Just to give you an idea of a real tpd value and measurement, take a look at this AND gate made by NEXPERIA.

These quantities are related to the physical properties of gates or memory elements used in the design rather than the whole combinational or sequential block. Typically, rise and fall times are way shorter than propagation delay, but, when the clock frequency becomes very high, they are not negligible anymore: you must always consider them when you analyse the delay from one point to another one.

Rise and fall times are used to describe the behaviour of the output stage of both sequential and combinational circuits; they are typically expressed as the time needed by the output of a digital component to go from 10% to 90% (Low-to-High transition) of its output voltage and vice versa (High-to-Low transition).

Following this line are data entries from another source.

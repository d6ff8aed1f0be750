//! Mosaic API - the data model shared by the engine and its hosts.
//!
//! Items and component models are plain serde values: hosts decode them
//! from key-value documents, the engine measures and lays them out, and the
//! state cache persists them.

mod de;
mod diff;
mod error;
mod geometry;
mod item;
mod model;

pub use diff::{Changes, ItemDiff, ModelDiff};
pub use error::ModelError;
pub use geometry::{Insets, Point, Rect, Size};
pub use item::Item;
pub use model::{
    ComponentKind, ComponentModel, Interaction, LayoutConfig, PageIndicatorPlacement, Paginate,
    ScrollDirection,
};
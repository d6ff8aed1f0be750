//! Grid layout: items flow into wrapping lines.

use mosaic_api::{ComponentKind, ComponentModel, Paginate, Size};

use super::{LayoutPass, LayoutStrategy, flow, span_width};
use crate::view::ScrollView;

pub struct GridLayout;

impl LayoutStrategy for GridLayout {
    fn kind(&self) -> ComponentKind {
        ComponentKind::Grid
    }

    /// Grid height is a layout property, not content-driven: always the
    /// model's declared height.
    fn compute_height(&self, model: &ComponentModel, _container: Size) -> f32 {
        model.size.height
    }

    fn item_container(&self, model: &ComponentModel, container: Size) -> Size {
        let width = if model.layout.span > 0 {
            span_width(model, container, model.layout.span)
        } else {
            (container.width - model.layout.inset.horizontal()).max(0.0)
        };
        Size::new(width, container.height)
    }

    fn setup(&self, view: &mut ScrollView, model: &ComponentModel, container: Size) {
        view.scroll_direction = model.interaction.scroll_direction;
        view.paging_enabled = model.interaction.paginate != Paginate::Disabled;
        view.frame.width = container.width;
    }

    fn layout(&self, model: &ComponentModel, container: Size) -> LayoutPass {
        let columns = (model.layout.span > 0).then_some(model.layout.span);
        flow(model, container, columns)
    }
}
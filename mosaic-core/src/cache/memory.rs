//! In-process cache store.

use std::collections::HashMap;
use std::sync::{Mutex, PoisonError};

use chrono::{DateTime, Utc};

use super::CacheStore;

/// Mutex-guarded map of entries. Contents die with the process.
#[derive(Debug, Default)]
pub struct MemoryStore {
    entries: Mutex<HashMap<String, Entry>>,
}

#[derive(Debug, Clone)]
struct Entry {
    payload: String,
    expires_at: DateTime<Utc>,
}

impl MemoryStore {
    pub fn new() -> Self {
        Self::default()
    }

    /// Number of stored entries, expired ones included.
    pub fn len(&self) -> usize {
        self.entries
            .lock()
            .unwrap_or_else(PoisonError::into_inner)
            .len()
    }

    pub fn is_empty(&self) -> bool {
        self.len() == 0
    }
}

impl CacheStore for MemoryStore {
    fn get(&self, key: &str) -> anyhow::Result<Option<String>> {
        let mut entries = self.entries.lock().unwrap_or_else(PoisonError::into_inner);
        let expired = match entries.get(key) {
            Some(entry) if entry.expires_at > Utc::now() => {
                return Ok(Some(entry.payload.clone()));
            }
            Some(_) => true,
            None => false,
        };
        if expired {
            entries.remove(key);
        }
        Ok(None)
    }

    fn set(&self, key: &str, payload: &str, expires_at: DateTime<Utc>) -> anyhow::Result<()> {
        self.entries
            .lock()
            .unwrap_or_else(PoisonError::into_inner)
            .insert(
                key.to_string(),
                Entry {
                    payload: payload.to_string(),
                    expires_at,
                },
            );
        Ok(())
    }

    fn remove(&self, key: &str) -> anyhow::Result<()> {
        self.entries
            .lock()
            .unwrap_or_else(PoisonError::into_inner)
            .remove(key);
        Ok(())
    }
}

#[cfg(test)]
mod tests {
    use super::*;
    use chrono::Duration;

    #[test]
    fn test_set_get_remove() {
        let store = MemoryStore::new();
        store.set("k", "v", Utc::now() + Duration::hours(1)).unwrap();
        assert_eq!(store.get("k").unwrap().as_deref(), Some("v"));

        store.remove("k").unwrap();
        assert_eq!(store.get("k").unwrap(), None);
        assert!(store.is_empty());
    }

    #[test]
    fn test_expired_entry_is_evicted_on_read() {
        let store = MemoryStore::new();
        store.set("k", "v", Utc::now() - Duration::seconds(1)).unwrap();
        assert_eq!(store.len(), 1);
        assert_eq!(store.get("k").unwrap(), None);
        assert_eq!(store.len(), 0);
    }

    #[test]
    fn test_keys_do_not_share_state() {
        let store = MemoryStore::new();
        let expiry = Utc::now() + Duration::hours(1);
        store.set("a", "1", expiry).unwrap();
        store.set("b", "2", expiry).unwrap();
        assert_eq!(store.get("a").unwrap().as_deref(), Some("1"));
        assert_eq!(store.get("b").unwrap().as_deref(), Some("2"));
    }
}
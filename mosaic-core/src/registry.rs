//! View registry: maps item kinds to view factories.
//!
//! The kind string doubles as the view identifier. Lookups are total: a kind
//! with no registered view resolves to the default identifier, and a missing
//! default view resolves to [`PlaceholderView`].

use std::collections::HashMap;
use std::sync::{Arc, PoisonError, RwLock};

use mosaic_api::{Item, Size};

/// A renderable view for one item.
///
/// Views are created on the owning thread but measured on the compute pool,
/// hence `Send`.
pub trait ItemView: Send {
    /// Apply the item to the view's visual state.
    fn configure(&mut self, item: &Item);

    /// Size the view needs to render `item` inside `container`.
    fn compute_size(&self, item: &Item, container: Size) -> Size;
}

/// Produces fresh view instances for one identifier.
pub type ViewFactory = Arc<dyn Fn() -> Box<dyn ItemView> + Send + Sync>;

/// Fallback used when not even a default view is registered.
///
/// Fills the container width unless the item declares its own width, and
/// keeps the item's declared height.
#[derive(Debug, Default)]
pub struct PlaceholderView {
    configured: Option<usize>,
}

impl PlaceholderView {
    /// Index of the last item this view was configured with.
    pub fn configured_index(&self) -> Option<usize> {
        self.configured
    }
}

impl ItemView for PlaceholderView {
    fn configure(&mut self, item: &Item) {
        self.configured = Some(item.index);
    }

    fn compute_size(&self, item: &Item, container: Size) -> Size {
        let width = if item.size.width > 0.0 {
            item.size.width
        } else {
            container.width
        };
        Size::new(width, item.size.height)
    }
}

/// Registry of view factories keyed by identifier.
///
/// Shared process-wide behind an `Arc`. Writes happen at setup time; reads
/// happen from every component, including on the compute pool.
pub struct Registry {
    views: RwLock<HashMap<String, ViewFactory>>,
    default_identifier: String,
}

impl Registry {
    pub fn new(default_identifier: impl Into<String>) -> Self {
        Self {
            views: RwLock::new(HashMap::new()),
            default_identifier: default_identifier.into(),
        }
    }

    /// Register a view for an item kind, replacing any previous entry.
    pub fn register<F, V>(&self, kind: impl Into<String>, factory: F)
    where
        F: Fn() -> V + Send + Sync + 'static,
        V: ItemView + 'static,
    {
        let factory: ViewFactory = Arc::new(move || Box::new(factory()) as Box<dyn ItemView>);
        self.views
            .write()
            .unwrap_or_else(PoisonError::into_inner)
            .insert(kind.into(), factory);
    }

    /// Register the fallback view.
    pub fn register_default<F, V>(&self, factory: F)
    where
        F: Fn() -> V + Send + Sync + 'static,
        V: ItemView + 'static,
    {
        self.register(self.default_identifier.clone(), factory);
    }

    /// Register the fallback view unless one exists. Returns whether it was
    /// registered.
    pub fn register_default_if_absent<F, V>(&self, factory: F) -> bool
    where
        F: Fn() -> V + Send + Sync + 'static,
        V: ItemView + 'static,
    {
        let mut views = self.views.write().unwrap_or_else(PoisonError::into_inner);
        if views.contains_key(&self.default_identifier) {
            return false;
        }
        let factory: ViewFactory = Arc::new(move || Box::new(factory()) as Box<dyn ItemView>);
        views.insert(self.default_identifier.clone(), factory);
        true
    }

    pub fn default_identifier(&self) -> &str {
        &self.default_identifier
    }

    /// Check if a kind has its own view.
    pub fn contains(&self, kind: &str) -> bool {
        self.views
            .read()
            .unwrap_or_else(PoisonError::into_inner)
            .contains_key(kind)
    }

    /// Resolve a kind to a view identifier: the kind itself when registered,
    /// otherwise the default identifier.
    pub fn identifier(&self, kind: &str) -> String {
        if !kind.is_empty() && self.contains(kind) {
            kind.to_string()
        } else {
            self.default_identifier.clone()
        }
    }

    /// Create a view for an identifier. Never fails.
    pub fn make(&self, identifier: &str) -> Box<dyn ItemView> {
        let views = self.views.read().unwrap_or_else(PoisonError::into_inner);
        match views
            .get(identifier)
            .or_else(|| views.get(&self.default_identifier))
        {
            Some(factory) => factory(),
            None => {
                tracing::debug!(identifier, "no view registered; using placeholder");
                Box::new(PlaceholderView::default())
            }
        }
    }

    /// All registered identifiers, sorted.
    pub fn identifiers(&self) -> Vec<String> {
        let mut names: Vec<String> = self
            .views
            .read()
            .unwrap_or_else(PoisonError::into_inner)
            .keys()
            .cloned()
            .collect();
        names.sort();
        names
    }
}

impl Default for Registry {
    fn default() -> Self {
        Self::new(crate::config::DEFAULT_IDENTIFIER)
    }
}
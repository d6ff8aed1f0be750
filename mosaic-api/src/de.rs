//! Lenient field decoders for loosely typed documents.
//!
//! Documents come from hand-written JSON and remote payloads, so scalar
//! fields accept the obvious neighbouring representation (`"12"` for `12`,
//! `3` for `"3"`) and `null` always means "use the default".

use serde::Deserialize;
use serde::de::{Deserializer, Error};
use serde_json::Value;

pub(crate) fn lenient_f32<'de, D>(deserializer: D) -> Result<f32, D::Error>
where
    D: Deserializer<'de>,
{
    match Option::<Value>::deserialize(deserializer)? {
        None | Some(Value::Null) => Ok(0.0),
        Some(Value::Number(n)) => Ok(n.as_f64().unwrap_or(0.0) as f32),
        Some(Value::String(s)) if s.trim().is_empty() => Ok(0.0),
        Some(Value::String(s)) => s
            .trim()
            .parse::<f32>()
            .map_err(|_| D::Error::custom(format!("expected a number, got {s:?}"))),
        Some(other) => Err(D::Error::custom(format!("expected a number, got {other}"))),
    }
}

pub(crate) fn lenient_usize<'de, D>(deserializer: D) -> Result<usize, D::Error>
where
    D: Deserializer<'de>,
{
    let value = lenient_f32(deserializer)?;
    Ok(if value.is_finite() && value > 0.0 {
        value as usize
    } else {
        0
    })
}

pub(crate) fn lenient_string<'de, D>(deserializer: D) -> Result<String, D::Error>
where
    D: Deserializer<'de>,
{
    Ok(lenient_opt_string(deserializer)?.unwrap_or_default())
}

pub(crate) fn lenient_opt_string<'de, D>(deserializer: D) -> Result<Option<String>, D::Error>
where
    D: Deserializer<'de>,
{
    match Option::<Value>::deserialize(deserializer)? {
        None | Some(Value::Null) => Ok(None),
        Some(Value::String(s)) => Ok(Some(s)),
        Some(Value::Number(n)) => Ok(Some(n.to_string())),
        Some(Value::Bool(b)) => Ok(Some(b.to_string())),
        Some(other) => Err(D::Error::custom(format!("expected a string, got {other}"))),
    }
}

pub(crate) fn lenient_bool<'de, D>(deserializer: D) -> Result<bool, D::Error>
where
    D: Deserializer<'de>,
{
    match Option::<Value>::deserialize(deserializer)? {
        None | Some(Value::Null) => Ok(false),
        Some(Value::Bool(b)) => Ok(b),
        Some(Value::Number(n)) => Ok(n.as_f64().is_some_and(|v| v != 0.0)),
        Some(Value::String(s)) => match s.trim().to_ascii_lowercase().as_str() {
            "true" | "yes" | "1" => Ok(true),
            "false" | "no" | "0" | "" => Ok(false),
            _ => Err(D::Error::custom(format!("expected a boolean, got {s:?}"))),
        },
        Some(other) => Err(D::Error::custom(format!("expected a boolean, got {other}"))),
    }
}

/// Treat an explicit `null` like an absent key for collection fields.
pub(crate) fn null_as_default<'de, D, T>(deserializer: D) -> Result<T, D::Error>
where
    D: Deserializer<'de>,
    T: Default + Deserialize<'de>,
{
    Ok(Option::<T>::deserialize(deserializer)?.unwrap_or_default())
}

/// `dynamic-height` defaults to `true` when absent, so it needs its own
/// default fn alongside the lenient decoder.
pub(crate) fn default_true() -> bool {
    true
}

/// Like [`lenient_bool`], but `null` means `true`.
pub(crate) fn lenient_bool_or_true<'de, D>(deserializer: D) -> Result<bool, D::Error>
where
    D: Deserializer<'de>,
{
    match Option::<Value>::deserialize(deserializer)? {
        None | Some(Value::Null) => Ok(true),
        Some(value) => lenient_bool(value).map_err(D::Error::custom),
    }
}

#[cfg(test)]
mod tests {
    use super::*;

    #[derive(Deserialize)]
    struct Lenient {
        #[serde(default, deserialize_with = "lenient_f32")]
        number: f32,
        #[serde(default, deserialize_with = "lenient_string")]
        text: String,
        #[serde(default, deserialize_with = "lenient_bool")]
        flag: bool,
        #[serde(default, deserialize_with = "lenient_usize")]
        count: usize,
    }

    #[test]
    fn test_coerces_neighbouring_types() {
        let decoded: Lenient = serde_json::from_str(
            r#"{"number": "4.5", "text": 12, "flag": "yes", "count": "3"}"#,
        )
        .unwrap();
        assert_eq!(decoded.number, 4.5);
        assert_eq!(decoded.text, "12");
        assert!(decoded.flag);
        assert_eq!(decoded.count, 3);
    }

    #[test]
    fn test_nulls_take_defaults() {
        let decoded: Lenient =
            serde_json::from_str(r#"{"number": null, "text": null, "flag": null}"#).unwrap();
        assert_eq!(decoded.number, 0.0);
        assert_eq!(decoded.text, "");
        assert!(!decoded.flag);
        assert_eq!(decoded.count, 0);
    }

    #[test]
    fn test_rejects_structured_values_for_scalars() {
        let result: Result<Lenient, _> = serde_json::from_str(r#"{"number": {"a": 1}}"#);
        assert!(result.is_err());
    }

    #[test]
    fn test_negative_counts_clamp_to_zero() {
        let decoded: Lenient = serde_json::from_str(r#"{"count": -2}"#).unwrap();
        assert_eq!(decoded.count, 0);
    }
}
//! Structural edits.
//!
//! Every edit replaces part of the item sequence and reindexes before
//! returning, then schedules prepare followed by a height update. The
//! completion fires once both have been applied, or immediately when the
//! edit changed nothing.

use mosaic_api::{Changes, ComponentModel, Item, ItemDiff};

use super::Component;
use crate::dispatch::{Completion, complete};

impl Component {
    pub fn append(&self, item: Item, completion: Option<Completion>) {
        self.append_items(vec![item], completion);
    }

    pub fn append_items(&self, items: Vec<Item>, completion: Option<Completion>) {
        self.mutate(false, completion, |model| {
            if items.is_empty() {
                return false;
            }
            model.items.extend(items);
            true
        });
    }

    pub fn prepend_items(&self, items: Vec<Item>, completion: Option<Completion>) {
        self.mutate(false, completion, |model| {
            if items.is_empty() {
                return false;
            }
            let mut items = items;
            items.append(&mut model.items);
            model.items = items;
            true
        });
    }

    /// Insert at `index`; positions past the end append.
    pub fn insert(&self, item: Item, index: usize, completion: Option<Completion>) {
        self.mutate(false, completion, |model| {
            let index = index.min(model.items.len());
            model.items.insert(index, item);
            true
        });
    }

    /// Replace the item at `index`. Out of range, or identical, is a no-op.
    pub fn update(&self, item: Item, index: usize, completion: Option<Completion>) {
        self.mutate_with(completion, |model| {
            let Some(slot) = model.items.get_mut(index) else {
                tracing::debug!(index, "update out of range");
                return None;
            };
            let diff = slot.diff(&item);
            if diff == ItemDiff::None {
                return None;
            }
            *slot = item;
            Some(diff == ItemDiff::Kind)
        });
    }

    /// Remove the item at `index`. Out of range is a no-op.
    pub fn delete(&self, index: usize, completion: Option<Completion>) {
        self.mutate(false, completion, |model| {
            if index >= model.items.len() {
                tracing::debug!(index, "delete out of range");
                return false;
            }
            model.items.remove(index);
            true
        });
    }

    /// Replace the whole item sequence.
    pub fn set_items(&self, items: Vec<Item>, completion: Option<Completion>) {
        self.mutate(false, completion, |model| {
            model.items = items;
            true
        });
    }

    /// Replace the items only if they differ from the current ones.
    ///
    /// Cached views are purged when any item changed kind.
    pub fn reload_if_needed(&self, items: Vec<Item>, completion: Option<Completion>) -> Changes {
        let mut changes = Changes::default();
        self.mutate_with(completion, |model| {
            changes = Changes::between(&model.items, &items);
            if changes.is_empty() {
                return None;
            }
            model.items = items;
            Some(!changes.kind_changes.is_empty())
        });
        changes
    }

    fn mutate(
        &self,
        purge: bool,
        completion: Option<Completion>,
        edit: impl FnOnce(&mut ComponentModel) -> bool,
    ) {
        self.mutate_with(completion, |model| edit(model).then_some(purge));
    }

    /// Apply `edit` under the lock. `edit` returns `None` when nothing
    /// changed, otherwise whether cached views must be purged.
    fn mutate_with(
        &self,
        completion: Option<Completion>,
        edit: impl FnOnce(&mut ComponentModel) -> Option<bool>,
    ) {
        let purge = {
            let mut state = self.lock();
            let purge = edit(&mut state.model);
            if purge.is_some() {
                state.model.refresh_indexes();
            }
            purge
        };

        match purge {
            Some(purge) => self.schedule_reload(purge, completion),
            None => complete(completion),
        }
    }

    /// Prepare, then update height, then notify delegates.
    fn schedule_reload(&self, purge: bool, completion: Option<Completion>) {
        let weak = self.downgrade();
        self.prepare_items(
            purge,
            Some(Box::new(move || {
                let Some(component) = Component::upgrade(&weak) else {
                    complete(completion);
                    return;
                };
                let notify = component.downgrade();
                component.update_height(Some(Box::new(move || {
                    if let Some(component) = Component::upgrade(&notify) {
                        component.notify_model_changed();
                    }
                    complete(completion);
                })));
            })),
        );
    }
}

#[cfg(test)]
mod tests {
    use super::*;
    use crate::config::EngineConfig;
    use crate::dispatch::{Dispatcher, MainQueue};
    use crate::engine::Engine;
    use mosaic_api::{ComponentKind, Size};
    use std::sync::Arc;
    use std::sync::atomic::{AtomicUsize, Ordering};

    fn component(titles: &[&str]) -> (Component, MainQueue) {
        let (dispatcher, queue) = Dispatcher::current();
        let engine = Engine::new(EngineConfig::default(), dispatcher);
        let model = ComponentModel::new(ComponentKind::List)
            .with_items(titles.iter().map(|t| Item::new(*t)).collect());
        (Component::new(model, engine), queue)
    }

    fn titles(component: &Component) -> Vec<String> {
        component.items().into_iter().map(|i| i.title).collect()
    }

    fn indexes(component: &Component) -> Vec<usize> {
        component.items().into_iter().map(|i| i.index).collect()
    }

    fn counter() -> (Arc<AtomicUsize>, Option<Completion>) {
        let count = Arc::new(AtomicUsize::new(0));
        let clone = count.clone();
        let completion: Completion = Box::new(move || {
            clone.fetch_add(1, Ordering::SeqCst);
        });
        (count, Some(completion))
    }

    #[tokio::test]
    async fn test_edits_reindex_before_returning() {
        let (component, _queue) = component(&["b", "c"]);

        component.prepend_items(vec![Item::new("a")], None);
        component.append(Item::new("e"), None);
        component.insert(Item::new("d"), 3, None);

        assert_eq!(titles(&component), vec!["a", "b", "c", "d", "e"]);
        assert_eq!(indexes(&component), vec![0, 1, 2, 3, 4]);

        component.delete(0, None);
        assert_eq!(indexes(&component), vec![0, 1, 2, 3]);
        assert_eq!(titles(&component)[0], "b");
    }

    #[tokio::test]
    async fn test_insert_past_end_appends() {
        let (component, _queue) = component(&["a"]);
        component.insert(Item::new("z"), 40, None);
        assert_eq!(titles(&component), vec!["a", "z"]);
    }

    #[tokio::test]
    async fn test_out_of_range_edits_still_complete() {
        let (component, _queue) = component(&["a"]);
        let (count, completion) = counter();
        component.delete(5, completion);
        assert_eq!(count.load(Ordering::SeqCst), 1);

        let (count, completion) = counter();
        component.update(Item::new("x"), 5, completion);
        assert_eq!(count.load(Ordering::SeqCst), 1);
        assert_eq!(titles(&component), vec!["a"]);
    }

    #[tokio::test]
    async fn test_completion_fires_after_prepare_and_height() {
        let (component, mut queue) = component(&["a"]);
        let (count, completion) = counter();

        component.append(Item::new("b"), completion);
        assert_eq!(count.load(Ordering::SeqCst), 0);

        // prepare apply, then height apply
        queue.run_jobs(2).await;
        assert_eq!(count.load(Ordering::SeqCst), 1);
        assert!(component.items().iter().all(|i| i.size != Size::ZERO));
    }

    #[tokio::test]
    async fn test_reload_if_needed_skips_identical_items() {
        let (component, _queue) = component(&["a", "b"]);
        let (count, completion) = counter();

        let changes = component.reload_if_needed(component.items(), completion);
        assert!(changes.is_empty());
        assert_eq!(count.load(Ordering::SeqCst), 1);
    }

    #[tokio::test]
    async fn test_reload_if_needed_reports_changes() {
        let (component, _queue) = component(&["a", "b"]);
        let mut items = component.items();
        items[1].kind = "card".to_string();
        items.push(Item::new("c"));

        let changes = component.reload_if_needed(items, None);
        assert_eq!(changes.kind_changes, vec![1]);
        assert_eq!(changes.insertions, vec![2]);
        assert_eq!(titles(&component), vec!["a", "b", "c"]);
    }
}
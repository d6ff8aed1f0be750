//! Row layout: a grid whose height follows its content.

use mosaic_api::{ComponentKind, ComponentModel, ScrollDirection, Size};

use super::{LayoutPass, LayoutStrategy, flow, span_width};
use crate::view::ScrollView;

pub struct RowLayout;

impl RowLayout {
    fn columns(model: &ComponentModel) -> Option<usize> {
        (model.layout.span > 0).then_some(model.layout.span)
    }
}

impl LayoutStrategy for RowLayout {
    fn kind(&self) -> ComponentKind {
        ComponentKind::Row
    }

    /// Stacked line heights plus line spacing and insets, clamped to the
    /// container height.
    fn compute_height(&self, model: &ComponentModel, container: Size) -> f32 {
        let pass = flow(model, container, Self::columns(model));
        pass.content_size.height.min(container.height)
    }

    fn item_container(&self, model: &ComponentModel, container: Size) -> Size {
        let span = model.layout.span.max(1);
        Size::new(span_width(model, container, span), container.height)
    }

    fn setup(&self, view: &mut ScrollView, _model: &ComponentModel, container: Size) {
        view.scroll_direction = ScrollDirection::Vertical;
        view.paging_enabled = false;
        view.frame.width = container.width;
    }

    fn layout(&self, model: &ComponentModel, container: Size) -> LayoutPass {
        flow(model, container, Self::columns(model))
    }
}

#[cfg(test)]
mod tests {
    use super::*;
    use mosaic_api::{Item, LayoutConfig};

    fn row(heights: &[f32], span: usize) -> ComponentModel {
        ComponentModel::new(ComponentKind::Row)
            .with_items(
                heights
                    .iter()
                    .map(|h| Item::new("").with_size(Size::new(50.0, *h)))
                    .collect(),
            )
            .with_layout(LayoutConfig {
                span,
                line_spacing: 10.0,
                ..LayoutConfig::default()
            })
    }

    #[test]
    fn test_height_sums_line_maxima() {
        let model = row(&[20.0, 40.0, 30.0], 2);
        // Line one is 40 tall, line two 30, plus one line spacing.
        assert_eq!(RowLayout.compute_height(&model, Size::new(320.0, 600.0)), 80.0);
    }

    #[test]
    fn test_height_clamps_to_container() {
        let model = row(&[200.0, 200.0, 200.0], 1);
        assert_eq!(RowLayout.compute_height(&model, Size::new(320.0, 300.0)), 300.0);
    }

    #[test]
    fn test_item_container_without_span_is_full_width() {
        let model = row(&[], 0);
        assert_eq!(
            RowLayout.item_container(&model, Size::new(320.0, 600.0)),
            Size::new(320.0, 600.0)
        );
    }
}
//! Composite map: nested child components keyed by index pairs.
//!
//! Outer key is the owning component's index, inner key the item index that
//! declares children. Children are referenced, never embedded in the parent
//! model. A missing entry at either level means "no children".

use std::collections::HashMap;
use std::sync::{PoisonError, RwLock};

use crate::component::Component;

type ChildMap = HashMap<usize, Vec<Component>>;

#[derive(Default)]
pub struct CompositeMap {
    entries: RwLock<HashMap<usize, ChildMap>>,
}

impl CompositeMap {
    pub fn new() -> Self {
        Self::default()
    }

    /// Children of `item_index` inside component `component_index`.
    pub fn resolve(&self, component_index: usize, item_index: usize) -> Option<Vec<Component>> {
        self.entries
            .read()
            .unwrap_or_else(PoisonError::into_inner)
            .get(&component_index)?
            .get(&item_index)
            .cloned()
    }

    /// Record children for one item. An empty list removes the entry.
    pub fn insert(&self, component_index: usize, item_index: usize, children: Vec<Component>) {
        let mut entries = self.entries.write().unwrap_or_else(PoisonError::into_inner);
        if children.is_empty() {
            if let Some(items) = entries.get_mut(&component_index) {
                items.remove(&item_index);
                if items.is_empty() {
                    entries.remove(&component_index);
                }
            }
            return;
        }
        entries
            .entry(component_index)
            .or_default()
            .insert(item_index, children);
    }

    /// Swap in the full child map of one component.
    pub(crate) fn replace(&self, component_index: usize, children: ChildMap) {
        let mut entries = self.entries.write().unwrap_or_else(PoisonError::into_inner);
        let children: ChildMap = children.into_iter().filter(|(_, c)| !c.is_empty()).collect();
        if children.is_empty() {
            entries.remove(&component_index);
        } else {
            entries.insert(component_index, children);
        }
    }

    /// Forget every child of a component.
    pub fn remove(&self, component_index: usize) {
        self.entries
            .write()
            .unwrap_or_else(PoisonError::into_inner)
            .remove(&component_index);
    }

    /// Item indexes with children, sorted.
    pub fn item_indexes(&self, component_index: usize) -> Vec<usize> {
        let entries = self.entries.read().unwrap_or_else(PoisonError::into_inner);
        let mut indexes: Vec<usize> = entries
            .get(&component_index)
            .map(|items| items.keys().copied().collect())
            .unwrap_or_default();
        indexes.sort_unstable();
        indexes
    }

    pub fn clear(&self) {
        self.entries
            .write()
            .unwrap_or_else(PoisonError::into_inner)
            .clear();
    }

    pub fn is_empty(&self) -> bool {
        self.entries
            .read()
            .unwrap_or_else(PoisonError::into_inner)
            .is_empty()
    }
}
//! Engine configuration.
//!
//! One `EngineConfig` is built at startup and shared by every component
//! through the [`Engine`](crate::Engine) handle. Tests build their own.

use std::path::PathBuf;

use chrono::Duration;
use mosaic_api::Size;

/// Identifier used when an item's kind has no registered view.
pub const DEFAULT_IDENTIFIER: &str = "default";

/// Number of days a state cache entry stays valid.
pub const CACHE_TTL_DAYS: i64 = 3;

#[derive(Debug, Clone)]
pub struct EngineConfig {
    /// Registry identifier for the fallback view.
    pub default_identifier: String,
    /// Bounds of the enclosing container. Dynamic heights are clamped to
    /// `container_size.height`; items are measured against its width.
    pub container_size: Size,
    /// Expiry applied to every state cache write.
    pub cache_ttl: Duration,
    /// Items mirrored on each side of an infinitely scrolling carousel.
    pub infinite_scroll_buffer: usize,
    /// Location of the SQLite state cache.
    pub cache_path: PathBuf,
}

impl Default for EngineConfig {
    fn default() -> Self {
        Self {
            default_identifier: DEFAULT_IDENTIFIER.to_string(),
            container_size: Size::new(375.0, 667.0),
            cache_ttl: Duration::days(CACHE_TTL_DAYS),
            infinite_scroll_buffer: 2,
            cache_path: default_cache_path(),
        }
    }
}

impl EngineConfig {
    pub fn new() -> Self {
        Self::default()
    }

    pub fn with_default_identifier(mut self, identifier: impl Into<String>) -> Self {
        self.default_identifier = identifier.into();
        self
    }

    pub fn with_container_size(mut self, size: Size) -> Self {
        self.container_size = size;
        self
    }

    pub fn with_cache_ttl(mut self, ttl: Duration) -> Self {
        self.cache_ttl = ttl;
        self
    }

    pub fn with_infinite_scroll_buffer(mut self, buffer: usize) -> Self {
        self.infinite_scroll_buffer = buffer;
        self
    }

    pub fn with_cache_path(mut self, path: impl Into<PathBuf>) -> Self {
        self.cache_path = path.into();
        self
    }
}

/// `$HOME/.mosaic/state.db`, or a relative path when HOME is unset.
fn default_cache_path() -> PathBuf {
    match std::env::var("HOME") {
        Ok(home) => PathBuf::from(home).join(".mosaic").join("state.db"),
        Err(_) => PathBuf::from(".mosaic").join("state.db"),
    }
}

Note that, depending on the output topology and its physical design, 10%-to-90% rise time may differ from 90%-to-10% fall time. $$t_{r} = t_{x(t)@90\%} - t_{x(t)@10\%}$$ $$t_{f} = t_{x(t)@10\%} - t_{x(t)@90\%}$$ where x is a generic signal

Take a look at rise and fall times of the NEXPERIA 74HCT08-Q100, the same component as above.

In sequential circuits, the input of a memory element must be stable for some time before the clock edge event: this amount of time is called 'setup time' and, if it is violated, the memory element could store a wrong value. You must NEVER violate a setup time when designing a digital application.

In sequential circuits, the hold time is the amount of time, starting from the clock edge, during which the data at the input of a memory element should be stable to ensure correct data storage. Again, if this time is violated, the memory element could retain a wrong value at its output.

We considered the clock as a very fast, sharp edge, accurate signal, equally distributed through the whole design. However, in very large designs, where the die area is pretty large and all the subunits must work at the same clock frequency, this signal must reach areas, far away from the source, generating a delay that must be considered. Skew is, generically, the difference of time between the clock edge arrival to a point of a circuit and another one, caused mainly by the parasitic elements of the interconnections (clock interconnection capacitance overall). To avoid the problem shown by the red line in the image above, there are some parts of the circuit, added to the design, to restore the clock so that a single output driving the clock signal sees a lower capacitance, edges are sharper and delay among the subunits is reduced. $$t_{sk} = t_{x(t),A} - t_{x(t),B}$$ where x is a generic signal and A and B are two different points of the circuit where x signal propagates.

Another clock non-ideality is the so-called jitter. We previously said that clock signals are always fixed frequency and duty cycle square waves; however, the edges of this sync signal continuously change with respect to the instant where they should be. The difference between the instant when the ideal edge should be and when the edge arrives is called jitter. It is typically measured considering the instant when the clock signal is at 50% of its final voltage.